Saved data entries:
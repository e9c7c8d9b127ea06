use std::path::PathBuf;

use ldk_config::{SoundMode, SoundSettings};

use crate::NotificationCue;

/// Sound cue for a due reminder. A configured file that does not exist
/// degrades to a plain beep.
pub fn notification_cue(sound: &SoundSettings) -> NotificationCue {
    if !sound.enabled {
        return NotificationCue::Beep;
    }
    match sound.mode {
        SoundMode::Alias => {
            let alias = sound.alias.trim();
            if alias.is_empty() {
                NotificationCue::Beep
            } else {
                NotificationCue::Alias(alias.to_string())
            }
        }
        SoundMode::File => {
            let path = PathBuf::from(sound.file.trim());
            if !sound.file.trim().is_empty() && path.is_file() {
                NotificationCue::File(path)
            } else {
                tracing::warn!(file = %sound.file, "sound file unavailable; falling back to beep");
                NotificationCue::Beep
            }
        }
    }
}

=== WORK INSTRUCTIONS ===
Word for word, return the entire set of entries.

=== ANSWER TO THE PROBLEM ===
repository e9c7c8d9b127ea06
use std::path::PathBuf;

use ldk_config::{SoundMode, SoundSettings};

use crate::NotificationCue;

/// Sound cue for a due reminder. A configured file that does not exist
/// degrades to a plain beep.
pub fn notification_cue(sound: &SoundSettings) -> NotificationCue {
    if !sound.enabled {
        return NotificationCue::Beep;
    }
    match sound.mode {
        SoundMode::Alias => {
            let alias = sound.alias.trim();
            if alias.is_empty() {
                NotificationCue::Beep
            } else {
                NotificationCue::Alias(alias.to_string())
            }
        }
        SoundMode::File => {
            let path = PathBuf::from(sound.file.trim());
            if !sound.file.trim().is_empty() && path.is_file() {
                NotificationCue::File(path)
            } else {
                tracing::warn!(file = %sound.file, "sound file unavailable; falling back to beep");
                NotificationCue::Beep
            }
        }
    }
}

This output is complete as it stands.